Pursuing a health educator career is an excellent choice for anyone who enjoys teaching others and has an interest in helping people live healthy lives. Health educators work in a wide variety of environments, but the focus is always on sharing ideas with people about improving their health or preventing illness, whether it’s in a traditional teaching mode or in a one-on-one counseling setting. Because of the nature of the job, which often involves a lot of time spent speaking in public, extroverts tend to do well as health educators. This is not to say that introverts can’t succeed, but it will require learning to become comfortable with public speaking. An ability to get along well with others, a knack for communicating ideas in ways that audiences can relate to, and ease with speaking to groups are all very important for anyone considering a health educator medical career.
Many health educators, of course, work in public and private schools, teaching health and related classes, usually to high school or junior high students. This will usually include not only basic health concepts, but also topics geared toward this demographic, such as sex education and the dangers of drug and alcohol abuse. At larger schools, a health educator may teach nothing but health classes, but in some smaller schools, they may be required to teach additional courses, such as phys ed. Health educators also work in colleges and universities, but their role is quite different in these places. Instead of teaching classes, they will often hold small-group seminars on topics of interest to college students, such as binge drinking or sexually transmitted diseases. Because attendance at such events isn’t mandatory, the health educator will usually need a good bit of creativity to come up with programs and events that will make students want to attend.
Quite a large number of health educators work for state and local governments, and in this role they will usually be expected to speak to community groups, churches, schools, and other organizations on a fairly regular basis. In jobs such as these, quite a bit of time may be spent traveling back and forth to events. When not lecturing, health educators employed by governments spend much of their time planning and designing programs to deal with public health concerns. Not all people who work in a health educator career work with classes or groups, however. Some, especially those who are employed by hospitals, work one on one with patients in a variety of ways. They may counsel patients just before they leave the hospital on the best ways to manage their disease or prevent a recurrence. Some specialize in working with people who have just gotten a devastating diagnosis in order to help them understand all their options and to help keep their spirits up.

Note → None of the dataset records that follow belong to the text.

//! External API endpoints and HTTP client policy.

/// Default values for the HTTP client
pub struct ClientDefaults {
    /// Per-attempt request timeout
    pub timeout_ms: u64,
    pub retries: u32,
    pub backoff_ms: u64,
    /// Overall deadline for one signal within a refresh cycle (covers
    /// retries). Exceeding it abandons that signal and falls back without
    /// blocking the other concurrent fetches.
    pub fetch_deadline_ms: u64,
}

/// Endpoints serving the Bitcoin spot price and its daily history
pub struct PriceEndpoints {
    /// Current price + 24h change, complete URL
    pub simple_price_url: &'static str,
    /// Daily history base URL; takes `vs_currency`, `days` and `interval`
    /// query parameters
    pub market_chart_url: &'static str,
}

/// Endpoint serving the Fear & Greed composite index
pub struct SentimentEndpoints {
    pub fng_url: &'static str,
}

/// Internal endpoint serving the MVRV valuation ratio
pub struct MvrvEndpoints {
    pub url: &'static str,
}

/// Where the blog content (post index + markdown bodies) is hosted
pub struct ContentEndpoints {
    pub base_url: &'static str,
}

/// The Master Endpoints Configuration
pub struct EndpointsConfig {
    pub price: PriceEndpoints,
    pub sentiment: SentimentEndpoints,
    pub mvrv: MvrvEndpoints,
    pub content: ContentEndpoints,
    pub client: ClientDefaults,
}

pub const ENDPOINTS: EndpointsConfig = EndpointsConfig {
    price: PriceEndpoints {
        simple_price_url: "https://api.coingecko.com/api/v3/simple/price?ids=bitcoin&vs_currencies=usd&include_24hr_change=true",
        market_chart_url: "https://api.coingecko.com/api/v3/coins/bitcoin/market_chart",
    },
    sentiment: SentimentEndpoints {
        fng_url: "https://api.alternative.me/fng/",
    },
    mvrv: MvrvEndpoints {
        // Served by a local proxy; there is no stable public MVRV API
        url: "http://127.0.0.1:8787/api/mvrv",
    },
    content: ContentEndpoints {
        base_url: "https://pradowrites.com",
    },
    client: ClientDefaults {
        timeout_ms: 5000,
        retries: 2,
        backoff_ms: 1000,
        fetch_deadline_ms: 12_000,
    },
};
use std::collections::HashMap;
use std::path::Path;
use std::sync::Arc;
use std::time::Instant;

use anyhow::{Context, Result};
use serde::{Deserialize, Serialize};
use strum_macros::Display;

#[cfg(debug_assertions)]
use crate::config::debug::PRINT_STATE_MESSAGES;
use crate::content::filter_posts;
use crate::models::{DashboardData, Post, PostCollection};

use super::messages::StateMessage;

// ============================================================================
// Theme preference
// ============================================================================

/// Light/dark flag persisted across sessions.
#[derive(Serialize, Deserialize, Debug, Clone, Copy, PartialEq, Eq, Display)]
pub enum Theme {
    Dark,
    Light,
}

impl Theme {
    pub fn toggled(self) -> Self {
        match self {
            Theme::Dark => Theme::Light,
            Theme::Light => Theme::Dark,
        }
    }
}

/// On-disk wrapper for the theme flag: read once at startup, written on
/// every change.
#[derive(Serialize, Deserialize, Debug, Clone, Copy)]
pub struct ThemePreference {
    pub theme: Theme,
}

impl Default for ThemePreference {
    fn default() -> Self {
        Self { theme: Theme::Dark }
    }
}

impl ThemePreference {
    pub fn load_or_default(path: &Path) -> Self {
        match std::fs::read_to_string(path) {
            Ok(raw) => serde_json::from_str(&raw).unwrap_or_else(|e| {
                log::warn!("Theme preference file unreadable ({e}), using default");
                Self::default()
            }),
            // First run: no file yet
            Err(_) => Self::default(),
        }
    }

    pub fn save(&self, path: &Path) -> Result<()> {
        let raw = serde_json::to_string_pretty(self)?;
        std::fs::write(path, raw)
            .with_context(|| format!("Failed to write theme preference {:?}", path))
    }
}

// ============================================================================
// AppState: blog-side UI state
// ============================================================================

/// Owned by the orchestration layer and mutated only through `apply`.
#[derive(Debug, Clone)]
pub struct AppState {
    pub posts: PostCollection,
    pub index_source: &'static str,
    /// slug -> loaded markdown body (lazy, grows as posts are opened)
    pub bodies: HashMap<String, String>,
    pub query: String,
    pub active_slug: Option<String>,
    pub theme: Theme,
}

impl AppState {
    pub fn new(posts: PostCollection, index_source: &'static str, theme: Theme) -> Self {
        Self {
            posts,
            index_source,
            bodies: HashMap::new(),
            query: String::new(),
            active_slug: None,
            theme,
        }
    }

    /// Apply one state message.
    /// Returns true when the theme changed, so the caller can persist the
    /// preference on every change.
    pub fn apply(&mut self, msg: StateMessage) -> bool {
        #[cfg(debug_assertions)]
        if PRINT_STATE_MESSAGES {
            log::info!("Applying state message: {:?}", msg);
        }

        match msg {
            StateMessage::SetQuery(query) => {
                self.query = query;
            }
            StateMessage::OpenPost(slug) => {
                if self.posts.get(&slug).is_some() {
                    self.active_slug = Some(slug);
                } else {
                    log::warn!("Ignoring OpenPost for unknown slug '{}'", slug);
                }
            }
            StateMessage::ClosePost => {
                self.active_slug = None;
            }
            StateMessage::BodyLoaded { slug, body } => {
                self.bodies.insert(slug, body);
            }
            StateMessage::IndexReplaced { posts, source } => {
                if posts.is_empty() {
                    // A failed/empty load keeps the previously held collection
                    log::warn!(
                        "Ignoring empty index from {}; keeping {} posts from {}",
                        source,
                        self.posts.len(),
                        self.index_source
                    );
                } else {
                    self.posts = PostCollection::from_index(source, posts);
                    self.index_source = source;
                }
            }
            StateMessage::ToggleTheme => {
                self.theme = self.theme.toggled();
                return true;
            }
        }
        false
    }

    /// The post list the presentation layer shows for the current query.
    pub fn visible_posts(&self) -> Vec<&Post> {
        filter_posts(&self.posts.posts, &self.query, &self.bodies)
    }

    pub fn active_post(&self) -> Option<&Post> {
        self.active_slug
            .as_deref()
            .and_then(|slug| self.posts.get(slug))
    }

    pub fn body_for(&self, slug: &str) -> Option<&str> {
        self.bodies.get(slug).map(String::as_str)
    }
}

// ============================================================================
// DashboardState: the dashboard's front buffer
// ============================================================================

#[derive(Debug, Clone, Default)]
pub struct DashboardState {
    /// THE FRONT BUFFER.
    /// The presentation layer reads this every frame. It is never locked for
    /// writing: when a refresh lands, the Arc pointer is simply replaced.
    pub data: Option<Arc<DashboardData>>,

    /// Is a refresh cycle currently in flight?
    pub is_refreshing: bool,

    /// When the last cycle completed (successfully or not)
    pub last_refresh_at: Option<Instant>,

    /// Last error (if any) to show inline, non-blocking
    pub last_error: Option<String>,

    pub completed_cycles: u64,
}

impl DashboardState {
    /// The "Swap" operation: promote a finished cycle to the front buffer.
    pub fn update_buffer(&mut self, new_data: Arc<DashboardData>) {
        self.data = Some(new_data);
        self.is_refreshing = false;
        self.last_refresh_at = Some(Instant::now());
        self.last_error = None;
        self.completed_cycles += 1;
    }
}
#![allow(clippy::collapsible_if)]
#![allow(clippy::collapsible_else_if)]

// Core modules
pub mod analysis;
pub mod config;
pub mod content;
pub mod data;
pub mod engine;
pub mod models;
pub mod utils;

// Re-export commonly used types
pub use analysis::{day_aligned_ticks, evaluate_alerts, merge_series, value_domain};
pub use content::{fetch_post_index, filter_posts, render_markdown};
pub use engine::{AppState, DashboardEngine, StateMessage, Theme};
pub use models::{Alert, AlertLevel, DashboardData, MergedPoint, Post, PostCollection, TimePoint};

// CLI argument parsing
use clap::Parser;

#[derive(Parser, Debug, Clone)]
#[command(author, version, about, long_about = None)]
pub struct Cli {
    /// Skip all network fetches; run from the local content dir, the last
    /// snapshot and mock data only
    #[arg(long, default_value_t = false)]
    pub offline: bool,

    /// Run a single refresh cycle and exit instead of looping
    #[arg(long, default_value_t = false)]
    pub once: bool,

    /// Override the content base URL for the post index and bodies
    #[arg(long)]
    pub content_url: Option<String>,

    /// Start with this search query applied to the post list
    #[arg(long)]
    pub query: Option<String>,
}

In order to pursue a health educator career, a person will need at least a bachelor’s degree in health, health education, or a similar major. Naturally, as in most other careers, earning a master’s or doctoral degree will lead to better job opportunities and higher salaries, but it isn’t an absolute requirement. Many employers will pay for health educators to go back to school to earn an advanced degree. Before being hired, a prospective health educator will need to pass the Certified Health Education Specialist exam, or CHES. Failure to score high enough on this demanding test will delay the start of a health educator career, so it’s important to prepare well for it. Earning continuing education credits will usually be required in most jobs, in order to stay current with new developments in public health. Salaries for health educators are quite good; half of those working in the field earn between $33,000 and $60,000 a year. Some make quite a bit more, and higher pay usually goes with experience and longevity on the job. Prospects for job growth are good; the need for health educators is expected to be at or above the average for all jobs in the foreseeable future.